The first was to embed what we thought were AMQP 1.0 options on the command
line from the grokbase post mentioned above like so:
simple_recv -a '127.0.0.1:5673/abc; { create:always,
connection:{name:'con1'},link:{name:'link1'},node:{type:queue,x-declare:{auto-delete:false,durable:true}}}'

This does not appear to do anything and I cannot find property definitions
for "link" or "node" anywhere, so I assume they do not exist, though for
whatever reason seemed to work for that guy.

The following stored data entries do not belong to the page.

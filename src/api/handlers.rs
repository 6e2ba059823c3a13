use axum::{
    extract::{rejection::QueryRejection, Path, Query, State},
    http::StatusCode,
    response::Html,
    Extension, Json,
};
use chrono::{DateTime, Utc};
use serde::{Deserialize, Serialize};
use serde_json::{json, Value};

use crate::error::{AppError, AppResult};
use crate::middleware::request_id::RequestId;
use crate::models::{Evaluation, Recommendation, UserId};
use crate::services::presenter;

use super::dashboard::{self, Selection};
use super::state::LoadStatus;
use super::AppState;

// Request/Response types

#[derive(Debug, Deserialize)]
pub struct DashboardQuery {
    pub user: Option<String>,
}

#[derive(Debug, Serialize)]
pub struct StatusResponse {
    pub state: &'static str,
    #[serde(skip_serializing_if = "Option::is_none")]
    pub started_at: Option<DateTime<Utc>>,
    #[serde(skip_serializing_if = "Option::is_none")]
    pub source: Option<&'static str>,
    #[serde(skip_serializing_if = "Option::is_none")]
    pub generated_at: Option<DateTime<Utc>>,
    #[serde(skip_serializing_if = "Option::is_none")]
    pub user_count: Option<usize>,
    #[serde(skip_serializing_if = "Option::is_none")]
    pub evaluation: Option<Evaluation>,
    #[serde(skip_serializing_if = "Option::is_none")]
    pub error: Option<String>,
}

impl From<LoadStatus> for StatusResponse {
    fn from(status: LoadStatus) -> Self {
        let empty = Self {
            state: "loading",
            started_at: None,
            source: None,
            generated_at: None,
            user_count: None,
            evaluation: None,
            error: None,
        };

        match status {
            LoadStatus::Loading { started_at } => Self {
                started_at: Some(started_at),
                ..empty
            },
            LoadStatus::Ready(set) => Self {
                state: "ready",
                source: Some(set.source),
                generated_at: Some(set.generated_at),
                user_count: Some(set.table.len()),
                evaluation: set.evaluation,
                ..empty
            },
            LoadStatus::Failed { error } => Self {
                state: "failed",
                error: Some(error),
                ..empty
            },
        }
    }
}

#[derive(Debug, Serialize)]
pub struct UserRecommendationsResponse {
    pub user_id: UserId,
    pub recommendations: Vec<Recommendation>,
}

// Handlers

/// Health check endpoint
pub async fn health_check() -> (StatusCode, Json<Value>) {
    (StatusCode::OK, Json(json!({ "status": "healthy" })))
}

/// HTML dashboard with the user selector
pub async fn dashboard(
    State(state): State<AppState>,
    query: Result<Query<DashboardQuery>, QueryRejection>,
) -> Html<String> {
    // A query string that does not deserialize (e.g. a repeated `user`) selects nobody
    let selection = match &query {
        Ok(Query(query)) => Selection::parse(query.user.as_deref()),
        Err(rejection) => {
            tracing::debug!(error = %rejection, "Unreadable dashboard query");
            Selection::Invalid
        }
    };

    let page = match state.status().await {
        LoadStatus::Loading { started_at } => dashboard::loading_page(started_at),
        LoadStatus::Failed { error } => dashboard::failed_page(&error),
        LoadStatus::Ready(set) => dashboard::ready_page(&set, selection),
    };
    Html(page)
}

/// Progress of the recommendation computation
pub async fn status(State(state): State<AppState>) -> Json<StatusResponse> {
    Json(StatusResponse::from(state.status().await))
}

/// All user ids, ascending
pub async fn list_users(State(state): State<AppState>) -> AppResult<Json<Vec<UserId>>> {
    let set = state.recommendations().await?;
    Ok(Json(presenter::enumerate_users(&set.table)))
}

/// Recommendations of a single user, best first
pub async fn get_recommendations(
    State(state): State<AppState>,
    Extension(request_id): Extension<RequestId>,
    Path(raw_id): Path<String>,
) -> AppResult<Json<UserRecommendationsResponse>> {
    let user_id = raw_id
        .parse::<u32>()
        .map(UserId)
        .map_err(|_| AppError::InvalidInput(format!("invalid user id `{}`", raw_id)))?;
    let set = state.recommendations().await?;

    let recommendations = set
        .table
        .get(&user_id)
        .cloned()
        .ok_or_else(|| AppError::NotFound(format!("no recommendations for user {}", user_id)))?;

    tracing::info!(
        request_id = %request_id,
        user_id = %user_id,
        count = recommendations.len(),
        "Serving recommendations"
    );

    Ok(Json(UserRecommendationsResponse {
        user_id,
        recommendations,
    }))
}
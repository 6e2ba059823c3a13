use chrono::{DateTime, Utc};
use serde::{Deserialize, Serialize};
use serde_json::{json, Map, Value};
use std::collections::BTreeMap;

use super::{MovieId, UserId};
use crate::error::{AppError, AppResult};

/// Name of the binding a snapshot document must carry
pub const SNAPSHOT_BINDING: &str = "top_n";

/// One ranked recommendation
#[derive(Debug, Clone, Copy, PartialEq, Serialize, Deserialize)]
pub struct Recommendation {
    pub movie_id: MovieId,
    pub predicted_rating: f64,
}

impl Recommendation {
    pub fn new(movie_id: MovieId, predicted_rating: f64) -> Self {
        Self {
            movie_id,
            predicted_rating,
        }
    }
}

/// Per-user recommendations, best first
pub type RecommendationTable = BTreeMap<UserId, Vec<Recommendation>>;

/// Holdout accuracy of the fitted model
#[derive(Debug, Clone, Copy, PartialEq, Serialize)]
pub struct Evaluation {
    pub rmse: f64,
    pub mae: f64,
    pub test_size: usize,
}

/// A recommendation table together with where it came from
#[derive(Debug, Clone)]
pub struct RecommendationSet {
    pub table: RecommendationTable,
    pub source: &'static str,
    pub generated_at: DateTime<Utc>,
    pub evaluation: Option<Evaluation>,
}

impl RecommendationSet {
    pub fn new(table: RecommendationTable, source: &'static str) -> Self {
        Self {
            table,
            source,
            generated_at: Utc::now(),
            evaluation: None,
        }
    }

    pub fn with_evaluation(mut self, evaluation: Option<Evaluation>) -> Self {
        self.evaluation = evaluation;
        self
    }
}

/// Encodes a table as a snapshot document: `{"top_n": {"<user>": [[movie, rating], ...]}}`
pub fn table_to_snapshot(table: &RecommendationTable) -> Value {
    let users: Map<String, Value> = table
        .iter()
        .map(|(user_id, recs)| {
            let pairs: Vec<Value> = recs
                .iter()
                .map(|rec| json!([rec.movie_id.0, rec.predicted_rating]))
                .collect();
            (user_id.to_string(), Value::Array(pairs))
        })
        .collect();

    json!({ SNAPSHOT_BINDING: users })
}

/// Extracts the table bound to `top_n` in a snapshot document
///
/// Any shape mismatch is reported as a contract violation naming the
/// offending user or entry.
pub fn table_from_snapshot(document: &Value) -> AppResult<RecommendationTable> {
    let binding = document
        .as_object()
        .ok_or_else(|| violation("snapshot root is not an object".to_string()))?
        .get(SNAPSHOT_BINDING)
        .ok_or_else(|| violation(format!("snapshot does not bind `{}`", SNAPSHOT_BINDING)))?;

    let users = binding
        .as_object()
        .ok_or_else(|| violation(format!("`{}` is not a mapping", SNAPSHOT_BINDING)))?;

    let mut table = RecommendationTable::new();
    for (key, entries) in users {
        let user_id = key
            .parse::<u32>()
            .map(UserId)
            .map_err(|_| violation(format!("user id `{}` is not an integer", key)))?;

        let entries = entries
            .as_array()
            .ok_or_else(|| violation(format!("recommendations for user {} are not a list", key)))?;

        let mut recs = Vec::with_capacity(entries.len());
        for (i, entry) in entries.iter().enumerate() {
            let rec = parse_pair(entry).ok_or_else(|| {
                violation(format!(
                    "entry {} for user {} is not a [movie id, rating] pair",
                    i, key
                ))
            })?;
            recs.push(rec);
        }

        table.insert(user_id, recs);
    }

    Ok(table)
}

fn parse_pair(entry: &Value) -> Option<Recommendation> {
    let pair = entry.as_array()?;
    if pair.len() != 2 {
        return None;
    }
    let movie_id = u32::try_from(pair[0].as_u64()?).ok()?;
    let rating = pair[1].as_f64().filter(|r| r.is_finite())?;
    Some(Recommendation::new(MovieId(movie_id), rating))
}

fn violation(message: String) -> AppError {
    AppError::ContractViolation(message)
}

#[cfg(test)]
mod tests {
    use super::*;

    fn sample_table() -> RecommendationTable {
        let mut table = RecommendationTable::new();
        table.insert(
            UserId(1),
            vec![
                Recommendation::new(MovieId(42), 4.8),
                Recommendation::new(MovieId(17), 4.5),
            ],
        );
        table.insert(UserId(2), vec![]);
        table
    }

    #[test]
    fn test_snapshot_layout() {
        let snapshot = table_to_snapshot(&sample_table());
        assert_eq!(
            snapshot,
            json!({ "top_n": { "1": [[42, 4.8], [17, 4.5]], "2": [] } })
        );
    }

    #[test]
    fn test_snapshot_preserves_order_and_empty_users() {
        let table = table_from_snapshot(&table_to_snapshot(&sample_table())).unwrap();
        assert_eq!(table, sample_table());
    }

    #[test]
    fn test_snapshot_ignores_extra_bindings() {
        let document = json!({ "top_n": { "5": [[1, 3.0]] }, "rmse": 0.87 });
        let table = table_from_snapshot(&document).unwrap();
        assert_eq!(table[&UserId(5)], vec![Recommendation::new(MovieId(1), 3.0)]);
    }

    #[test]
    fn test_missing_binding_is_contract_violation() {
        let err = table_from_snapshot(&json!({ "predictions": {} })).unwrap_err();
        assert!(matches!(err, AppError::ContractViolation(_)));
        assert!(err.to_string().contains("top_n"));
    }

    #[test]
    fn test_wrong_shapes_are_contract_violations() {
        let documents = [
            json!([1, 2, 3]),
            json!({ "top_n": [1, 2] }),
            json!({ "top_n": { "alice": [] } }),
            json!({ "top_n": { "1": { "42": 4.8 } } }),
            json!({ "top_n": { "1": [[42]] } }),
            json!({ "top_n": { "1": [["42", 4.8]] } }),
            json!({ "top_n": { "1": [[42, "high"]] } }),
        ];

        for document in documents {
            let result = table_from_snapshot(&document);
            assert!(
                matches!(result, Err(AppError::ContractViolation(_))),
                "expected violation for {}",
                document
            );
        }
    }
}
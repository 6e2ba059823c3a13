use std::sync::Arc;

use chrono::{DateTime, Utc};
use tokio::sync::RwLock;
use tokio::task::JoinHandle;

use crate::error::{AppError, AppResult};
use crate::models::RecommendationSet;
use crate::services::RecommendationSource;

/// Progress of the one-off table computation
#[derive(Debug, Clone)]
pub enum LoadStatus {
    Loading { started_at: DateTime<Utc> },
    Ready(Arc<RecommendationSet>),
    Failed { error: String },
}

/// Shared application state
#[derive(Clone)]
pub struct AppState {
    pub inner: Arc<RwLock<AppStateInner>>,
}

/// Inner state, written once when the computation finishes
pub struct AppStateInner {
    pub status: LoadStatus,
}

impl Default for AppState {
    fn default() -> Self {
        Self::new()
    }
}

impl AppState {
    /// Creates state that is still waiting for its table
    pub fn new() -> Self {
        Self::with_status(LoadStatus::Loading {
            started_at: Utc::now(),
        })
    }

    /// Creates state around an already computed table
    pub fn ready(set: RecommendationSet) -> Self {
        Self::with_status(LoadStatus::Ready(Arc::new(set)))
    }

    pub fn failed(error: impl Into<String>) -> Self {
        Self::with_status(LoadStatus::Failed {
            error: error.into(),
        })
    }

    fn with_status(status: LoadStatus) -> Self {
        Self {
            inner: Arc::new(RwLock::new(AppStateInner { status })),
        }
    }

    pub async fn status(&self) -> LoadStatus {
        self.inner.read().await.status.clone()
    }

    /// The computed table, or the reason it cannot be served yet
    pub async fn recommendations(&self) -> AppResult<Arc<RecommendationSet>> {
        match self.status().await {
            LoadStatus::Ready(set) => Ok(set),
            LoadStatus::Loading { .. } => Err(AppError::Unavailable(
                "recommendations are still being computed".to_string(),
            )),
            LoadStatus::Failed { error } => Err(AppError::Internal(error)),
        }
    }

    /// Runs `source` once in the background and records the outcome
    pub fn spawn_load(&self, source: Arc<dyn RecommendationSource>) -> JoinHandle<()> {
        let state = self.clone();
        tokio::spawn(async move {
            tracing::info!(source = source.name(), "Computing recommendations");

            let status = match source.produce().await {
                Ok(set) => {
                    tracing::info!(
                        source = set.source,
                        users = set.table.len(),
                        "Recommendations ready"
                    );
                    LoadStatus::Ready(Arc::new(set))
                }
                Err(e) => {
                    tracing::error!(source = source.name(), error = %e, "Recommendation computation failed");
                    LoadStatus::Failed {
                        error: e.to_string(),
                    }
                }
            };

            state.inner.write().await.status = status;
        })
    }
}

We are also using the QpidJMS library for the WebSocket support, so we are
currently just using Session.createConsumer(), to get ourselves off of the
ground, and then we will look at more of the APIs such as
Session.createDurableConsumer(), and more.  Unfortunately, the JMS
implementation appears to hide some details of proton-j, so I'm trying to
understand the connection between the two.  It seems like some of the
options are watered down to fit JMS, but I hope it will still do what we
need.

We are taking a closer look at the c++ example Justin pointed us to above. 
It looks like that has access to options that are actually specified in the
AMQP 1.0 spec for the given objects like Session, Source, Target, etc.

We still need to figure out if our dispatch router, C++ broker pair can play
nicely together to allow the objects to be created on the broker.